Recorded data
----

//! Apply execution
//!
//! Runs a plan against the drivers. Install/upgrade actions are split
//! into a parallel-safe batch (bounded worker pool) and a must-run-serial
//! batch for installers with shared global state. Results land in a
//! ledger keyed by plan position, so parallel completion order never
//! leaks into reports, journals or summaries - and every result is
//! flushed to the run-state file as it lands, so an interrupt at any
//! point leaves the completed items on disk.

use crate::driver::DriverRegistry;
use crate::error::{Error, Result};
use crate::planner::{CurrentState, Decision, Plan, PlannedAction};
use manifest::Manifest;
use rayon::prelude::*;
use restore::RestoreOptions;
use serde::{Deserialize, Serialize};
use state::{RunCounts, RunRecord, StateStore};
use std::path::{Path, PathBuf};
use std::sync::{Mutex, MutexGuard, PoisonError};

/// Installer-id patterns that must never run concurrently: these touch
/// machine-wide installer locks or shared runtime state.
const SERIAL_ONLY_PATTERNS: &[&str] = &[
    "vcredist",
    "dotnet",
    "visualstudio",
    "sqlserver",
    "office",
    "wsl",
    "msiexec",
];

/// Options for one apply run
#[derive(Debug, Clone)]
pub struct ApplyOptions {
    /// Classify and count, but never call a driver mutation or restore
    pub dry_run: bool,
    /// Run the restore phase after installation
    pub enable_restore: bool,
    /// Worker pool bound for parallel-safe actions
    pub jobs: usize,
    /// Export root forwarded to the restore phase
    pub export_root: Option<PathBuf>,
}

impl Default for ApplyOptions {
    fn default() -> Self {
        Self {
            dry_run: false,
            enable_restore: false,
            jobs: 4,
            export_root: None,
        }
    }
}

/// Terminal status of one applied item
#[derive(Debug, Clone, Copy, Serialize, Deserialize, PartialEq, Eq)]
#[serde(rename_all = "camelCase")]
pub enum ItemStatus {
    Installed,
    AlreadyInstalled,
    Upgraded,
    Failed,
    SkippedFiltered,
}

/// Result of one item, in manifest order
#[derive(Debug, Clone, Serialize, Deserialize)]
#[serde(rename_all = "camelCase")]
pub struct ItemResult {
    pub app_id: String,
    pub driver: String,
    pub status: ItemStatus,
    #[serde(default, skip_serializing_if = "Option::is_none")]
    pub error: Option<String>,
}

/// Restore-phase counters on the apply report
#[derive(Debug, Clone, Copy, Default, Serialize, Deserialize, PartialEq, Eq)]
#[serde(rename_all = "camelCase")]
pub struct RestoreCounts {
    pub total: usize,
    pub restored: usize,
    pub skipped: usize,
    pub failed: usize,
}

/// Everything one apply run produced
#[derive(Debug, Clone, Serialize, Deserialize)]
#[serde(rename_all = "camelCase")]
pub struct ApplyReport {
    pub run_id: String,
    pub dry_run: bool,
    pub counts: RunCounts,
    pub items: Vec<ItemResult>,
    #[serde(default, skip_serializing_if = "Option::is_none")]
    pub restore: Option<RestoreCounts>,
}

impl ApplyReport {
    /// True when no item failed; partial failures make this false while
    /// the run itself still returns `Ok`
    pub fn is_success(&self) -> bool {
        self.counts.is_success() && self.restore.is_none_or(|r| r.failed == 0)
    }
}

/// Execute a plan
///
/// Fatal errors (unknown driver, unreadable state) abort before any
/// driver mutation. Per-item failures are recorded and execution
/// continues. Run state is persisted after the install phase even when
/// items failed, so drift detection always sees the last attempt.
pub fn apply(
    plan: &Plan,
    manifest: &Manifest,
    manifest_path: &Path,
    manifest_dir: &Path,
    registry: &DriverRegistry,
    store: &StateStore,
    run_id: &str,
    options: &ApplyOptions,
) -> Result<ApplyReport> {
    // Fail fast, before any mutation: state must be writable-compatible
    // and every planned driver must exist.
    let mut run_state = store.load()?;
    for action in plan.pending() {
        registry.get(&action.driver)?;
    }

    let mut seeded: Vec<Option<ItemResult>> = vec![None; plan.actions.len()];

    for (i, action) in plan.actions.iter().enumerate() {
        match action.decision {
            Decision::Skip => seeded[i] = Some(skip_result(action)),
            Decision::Install | Decision::Upgrade if options.dry_run => {
                seeded[i] = Some(simulated_result(action));
            }
            Decision::Install | Decision::Upgrade => {}
        }
    }

    // Ordered by construction: the ledger is indexed by plan position.
    let items: Vec<ItemResult> = if options.dry_run {
        seeded.into_iter().flatten().collect()
    } else {
        let ledger = ProgressLedger {
            store,
            manifest_path,
            manifest_hash: &plan.manifest_hash,
            run_id,
            total: seeded.len(),
            results: Mutex::new(seeded),
        };
        execute_pending(plan, registry, options.jobs, &ledger)?;
        ledger.into_results().into_iter().flatten().collect()
    };
    let counts = count(&items, items.len());

    run_state.record_apply(
        manifest_path,
        RunRecord {
            run_id: run_id.to_string(),
            command: "apply".into(),
            timestamp_utc: chrono::Utc::now(),
            manifest_hash: plan.manifest_hash.clone(),
            dry_run: options.dry_run,
            counts,
        },
    );
    store.save(&run_state)?;

    // Restore is a second phase: it never runs before the target
    // applications exist, and never in a dry run.
    let restore_counts = if options.enable_restore && !options.dry_run && !manifest.restore.is_empty()
    {
        let journal = restore::run(
            &manifest.restore,
            manifest_path,
            manifest_dir,
            run_id,
            store,
            &RestoreOptions {
                dry_run: false,
                export_root: options.export_root.clone(),
            },
        )?;
        let restored = journal.restored();
        let failed = journal.failed();
        Some(RestoreCounts {
            total: journal.entries.len(),
            restored,
            failed,
            skipped: journal.entries.len() - restored - failed,
        })
    } else {
        None
    };

    Ok(ApplyReport {
        run_id: run_id.to_string(),
        dry_run: options.dry_run,
        counts,
        items,
        restore: restore_counts,
    })
}

/// In-flight result aggregation with flush-on-record persistence
///
/// Every recorded result rewrites this run's state snapshot on disk, so
/// completed items survive an external interrupt mid-batch. Lock
/// poisoning is tolerated: a panicking worker must not cost the others
/// their results.
struct ProgressLedger<'a> {
    store: &'a StateStore,
    manifest_path: &'a Path,
    manifest_hash: &'a str,
    run_id: &'a str,
    total: usize,
    results: Mutex<Vec<Option<ItemResult>>>,
}

impl ProgressLedger<'_> {
    fn record(&self, index: usize, item: ItemResult) {
        let snapshot: Vec<ItemResult> = {
            let mut results = self.lock();
            results[index] = Some(item);
            results.iter().flatten().cloned().collect()
        };
        // A failed flush must not abort the batch; the final save at the
        // end of the run still reports it.
        if let Err(e) = self.persist(&snapshot) {
            log::warn!("progress flush failed: {e}");
        }
    }

    fn persist(&self, items: &[ItemResult]) -> Result<()> {
        let mut run_state = self.store.load()?;
        run_state.record_apply(
            self.manifest_path,
            RunRecord {
                run_id: self.run_id.to_string(),
                command: "apply".into(),
                timestamp_utc: chrono::Utc::now(),
                manifest_hash: self.manifest_hash.to_string(),
                dry_run: false,
                counts: count(items, self.total),
            },
        );
        Ok(self.store.save(&run_state)?)
    }

    fn lock(&self) -> MutexGuard<'_, Vec<Option<ItemResult>>> {
        self.results.lock().unwrap_or_else(PoisonError::into_inner)
    }

    fn into_results(self) -> Vec<Option<ItemResult>> {
        self.results
            .into_inner()
            .unwrap_or_else(PoisonError::into_inner)
    }
}

/// Run pending actions: parallel-safe ones on a bounded pool, the rest
/// one at a time after the pool drains
fn execute_pending(
    plan: &Plan,
    registry: &DriverRegistry,
    jobs: usize,
    ledger: &ProgressLedger<'_>,
) -> Result<()> {
    let pending: Vec<(usize, &PlannedAction)> = plan
        .actions
        .iter()
        .enumerate()
        .filter(|(_, a)| a.decision != Decision::Skip)
        .collect();

    let (parallel, serial): (Vec<_>, Vec<_>) = pending
        .into_iter()
        .partition(|(_, a)| is_parallel_safe(&a.app_id));

    if !parallel.is_empty() {
        let pool = rayon::ThreadPoolBuilder::new()
            .num_threads(jobs.max(1))
            .build()
            .map_err(|e| Error::Io(std::io::Error::other(e)))?;

        pool.install(|| {
            parallel.par_iter().for_each(|(i, action)| {
                ledger.record(*i, execute_action(registry, action));
            });
        });
    }

    for (i, action) in serial {
        log::debug!("running '{}' serially (shared installer state)", action.app_id);
        ledger.record(i, execute_action(registry, action));
    }

    Ok(())
}

fn execute_action(registry: &DriverRegistry, action: &PlannedAction) -> ItemResult {
    // Drivers were validated before the run started
    let Ok(driver) = registry.get(&action.driver) else {
        return ItemResult {
            app_id: action.app_id.clone(),
            driver: action.driver.clone(),
            status: ItemStatus::Failed,
            error: Some(format!("driver '{}' disappeared mid-run", action.driver)),
        };
    };

    let outcome = match action.decision {
        Decision::Install => driver.install(&action.app_id).map(|()| ItemStatus::Installed),
        Decision::Upgrade => driver.upgrade(&action.app_id).map(|()| ItemStatus::Upgraded),
        Decision::Skip => Ok(ItemStatus::SkippedFiltered),
    };

    match outcome {
        Ok(status) => ItemResult {
            app_id: action.app_id.clone(),
            driver: action.driver.clone(),
            status,
            error: None,
        },
        Err(e) => {
            log::warn!("{} {} failed: {e}", action.decision_name(), action.app_id);
            ItemResult {
                app_id: action.app_id.clone(),
                driver: action.driver.clone(),
                status: ItemStatus::Failed,
                error: Some(e.to_string()),
            }
        }
    }
}

impl PlannedAction {
    fn decision_name(&self) -> &'static str {
        match self.decision {
            Decision::Install => "install",
            Decision::Upgrade => "upgrade",
            Decision::Skip => "skip",
        }
    }
}

fn skip_result(action: &PlannedAction) -> ItemResult {
    let status = match action.current_state {
        CurrentState::Installed => ItemStatus::AlreadyInstalled,
        CurrentState::Absent | CurrentState::VersionMismatch => ItemStatus::SkippedFiltered,
    };
    ItemResult {
        app_id: action.app_id.clone(),
        driver: action.driver.clone(),
        status,
        error: None,
    }
}

fn simulated_result(action: &PlannedAction) -> ItemResult {
    let status = match action.decision {
        Decision::Install => ItemStatus::Installed,
        Decision::Upgrade => ItemStatus::Upgraded,
        Decision::Skip => ItemStatus::SkippedFiltered,
    };
    ItemResult {
        app_id: action.app_id.clone(),
        driver: action.driver.clone(),
        status,
        error: None,
    }
}

fn count(items: &[ItemResult], total: usize) -> RunCounts {
    let mut counts = RunCounts {
        total,
        ..Default::default()
    };
    for item in items {
        match item.status {
            ItemStatus::Installed => counts.installed += 1,
            ItemStatus::Upgraded => counts.upgraded += 1,
            ItemStatus::AlreadyInstalled => counts.already_installed += 1,
            ItemStatus::SkippedFiltered => counts.skipped += 1,
            ItemStatus::Failed => counts.failed += 1,
        }
    }
    counts
}

/// Whether an app id is safe to install concurrently with others
fn is_parallel_safe(app_id: &str) -> bool {
    let id = app_id.to_lowercase();
    !SERIAL_ONLY_PATTERNS.iter().any(|p| id.contains(p))
}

----

Task to complete
If a line in the records above has the word "derive", copy it out.

Answer to the exercise
#[derive(Debug, Clone)]
#[derive(Debug, Clone, Copy, Serialize, Deserialize, PartialEq, Eq)]
#[derive(Debug, Clone, Serialize, Deserialize)]
#[derive(Debug, Clone, Copy, Default, Serialize, Deserialize, PartialEq, Eq)]
#[derive(Debug, Clone, Serialize, Deserialize)]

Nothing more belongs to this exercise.